Well thanx a lot, i finally ended with...

@echo off
cd program files\icq
start icq.exe
cd..
cd yahoo\messenger
start ypager.exe
cd..
cd MSN Messenger
start msnmsgr.exe
cd..
cd internet explorer
start iexplore forums.techguy.org
cls

and it works all fine

now...only one small question...just after lauching the batch file...a dos-prompt will flash on the screen...does anyone knows how to get rid of this...
i have already tried /start min, but still it would flash...
let me know if this can be avoided

thanx again
otentik


----------



## Shadow2531 (Apr 30, 2001)

type start /? to see all the command switches.

start /min will start the window minimized.

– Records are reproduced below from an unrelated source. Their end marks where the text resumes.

//! Still photo capture
//!
//! Encodes a single RGBA frame as a PNG artifact.

use super::artifact::{Artifact, ArtifactKind};
use super::frame::FrameSample;

pub const STILL_MIME_TYPE: &str = "image/png";

/// Encode an RGBA frame as PNG bytes
pub fn encode_png(frame: &FrameSample) -> Result<Vec<u8>, png::EncodingError> {
    let mut out = Vec::new();
    {
        let mut encoder = png::Encoder::new(&mut out, frame.width, frame.height);
        encoder.set_color(png::ColorType::Rgba);
        encoder.set_depth(png::BitDepth::Eight);
        let pixels = frame.rgba_bytes().ok_or_else(|| {
            std::io::Error::new(
                std::io::ErrorKind::InvalidData,
                format!("{} bytes for a {}x{} frame", frame.pixels.len(), frame.width, frame.height),
            )
        })?;
        let mut writer = encoder.write_header()?;
        writer.write_image_data(pixels)?;
        writer.finish()?;
    }
    Ok(out)
}

/// Snapshot `frame` as a still artifact of `kind`
pub fn still_artifact(frame: &FrameSample, kind: ArtifactKind) -> Result<Artifact, png::EncodingError> {
    let bytes = encode_png(frame)?;
    tracing::debug!(
        "Captured {:?} still: {}x{}, {} bytes",
        kind,
        frame.width,
        frame.height,
        bytes.len()
    );
    Ok(Artifact::new(kind, STILL_MIME_TYPE, bytes))
}

#[cfg(test)]
mod tests {
    use super::*;
    use crate::capture::synthetic::{render_face_frame, SKIN_RGB};

    #[test]
    fn test_png_round_trips_dimensions_and_pixels() {
        let frame = render_face_frame(40, 30, Some((0.0, 0.0)));
        let artifact = still_artifact(&frame, ArtifactKind::SelfPhoto).unwrap();
        assert_eq!(artifact.mime_type, "image/png");
        assert_eq!(artifact.file_name(), "self_photo.png");

        let decoder = png::Decoder::new(artifact.data());
        let mut reader = decoder.read_info().unwrap();
        let mut buf = vec![0; reader.output_buffer_size()];
        let info = reader.next_frame(&mut buf).unwrap();
        assert_eq!((info.width, info.height), (40, 30));
        assert_eq!(info.color_type, png::ColorType::Rgba);

        let centre = (15 * 40 + 20) * 4;
        assert_eq!(buf[centre..centre + 3], SKIN_RGB);
    }

    #[test]
    fn test_short_buffer_is_an_error() {
        let mut frame = render_face_frame(8, 8, None);
        frame.pixels.truncate(10);
        assert!(matches!(
            still_artifact(&frame, ArtifactKind::SelfPhoto),
            Err(png::EncodingError::IoError(_))
        ));
    }
}
//! Recording state management
//!
//! Defines the recording state machine, session timing and recorder options.

use chrono::{DateTime, Utc};
use serde::{Deserialize, Serialize};
use std::time::{Duration, Instant};
use uuid::Uuid;

/// Current state of a recorder
#[derive(Debug, Clone, Copy, Default, PartialEq, Eq, Serialize, Deserialize)]
#[serde(rename_all = "lowercase")]
pub enum RecordingState {
    /// No recording in progress
    #[default]
    Idle,
    /// Currently recording
    Recording,
    /// Last recording was finalized into an artifact
    Stopped,
}

/// Timing for one recording attempt
#[derive(Debug, Clone, Serialize, Deserialize)]
#[serde(rename_all = "camelCase")]
pub struct RecordingSession {
    pub id: Uuid,

    /// Wall-clock start
    pub started_at: DateTime<Utc>,

    /// Wall-clock end, once stopped or cancelled
    pub ended_at: Option<DateTime<Utc>>,

    /// Frames handed to the encoder
    pub frame_count: u64,

    #[serde(skip, default = "Instant::now")]
    started: Instant,

    #[serde(skip)]
    duration: Option<Duration>,
}

impl RecordingSession {
    /// Create a new session starting now
    pub fn new() -> Self {
        Self {
            id: Uuid::new_v4(),
            started_at: Utc::now(),
            ended_at: None,
            frame_count: 0,
            started: Instant::now(),
            duration: None,
        }
    }

    /// End the session; later calls keep the first end time
    pub fn end(&mut self) {
        if self.duration.is_none() {
            self.duration = Some(self.started.elapsed());
            self.ended_at = Some(Utc::now());
        }
    }

    pub fn is_ended(&self) -> bool {
        self.duration.is_some()
    }

    /// Elapsed time so far, frozen once ended
    pub fn elapsed(&self) -> Duration {
        self.duration.unwrap_or_else(|| self.started.elapsed())
    }

    /// Elapsed time against a soft cap, for display only. Clamped to 100.
    pub fn progress_percent(&self, cap: Duration) -> f64 {
        if cap.is_zero() {
            return 100.0;
        }
        (self.elapsed().as_secs_f64() / cap.as_secs_f64() * 100.0).min(100.0)
    }
}

impl Default for RecordingSession {
    fn default() -> Self {
        Self::new()
    }
}

/// Which encoder turns frames into the video artifact
#[derive(Debug, Clone, Copy, Default, PartialEq, Eq, Serialize, Deserialize)]
#[serde(rename_all = "lowercase")]
pub enum EncoderKind {
    /// One uncompressed RGBA chunk per frame
    #[default]
    Raw,
    /// VP9/WebM through an ffmpeg child process
    Ffmpeg,
}

/// Configuration for recording
#[derive(Debug, Clone, PartialEq, Serialize, Deserialize)]
#[serde(rename_all = "camelCase", default)]
pub struct RecordingOptions {
    /// Capture rate for the video
    pub frame_rate: u32,

    /// Display cap for the progress bar; recording is never stopped on it
    pub soft_duration_cap_secs: u64,

    pub encoder: EncoderKind,
}

impl RecordingOptions {
    pub fn soft_duration_cap(&self) -> Duration {
        Duration::from_secs(self.soft_duration_cap_secs)
    }

    pub fn frame_interval(&self) -> Duration {
        Duration::from_nanos(1_000_000_000 / self.frame_rate.max(1) as u64)
    }
}

impl Default for RecordingOptions {
    fn default() -> Self {
        Self {
            frame_rate: 30,
            soft_duration_cap_secs: 30,
            encoder: EncoderKind::Raw,
        }
    }
}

If it still flashes, then it would be better to just accomplish the task with c++.


----------



## MarlinG (Aug 15, 2003)

fyi... the start command can also be used to open web pages directly:

start http://www.ibm.com

Shadow... not sure why you had to launch with /B through a another process (cmd.exe). I have noticed that if your command line doesnt specify a valid image then an empty cmd prompt opens. But command like these work ok (at least on my win2k):

start c:\windows\system32\notepad.exe
start c:\windows\system32\calc.exe


----------



## Shadow2531 (Apr 30, 2001)

That launches 2 different windows for me. 
I'm running Server 2K3 though.

start c:\windows\system32\notepad.exe
start c:\windows\system32\calc.exe

That will open 2 separate windows.

The first window will display 
start c:\windows\system32\notepad.exe

and the second window will display 
start c:\windows\system32\calc.exe

That's why I had to use what I said.

Server 2k3 should be the same as XP when it comes to cmd.exe, but might be slightly different than 2K and of course different to win98.

I used to use win98 and win2k, but don't have them handy for testing at the moment, but still offered suggestions that would help.


----------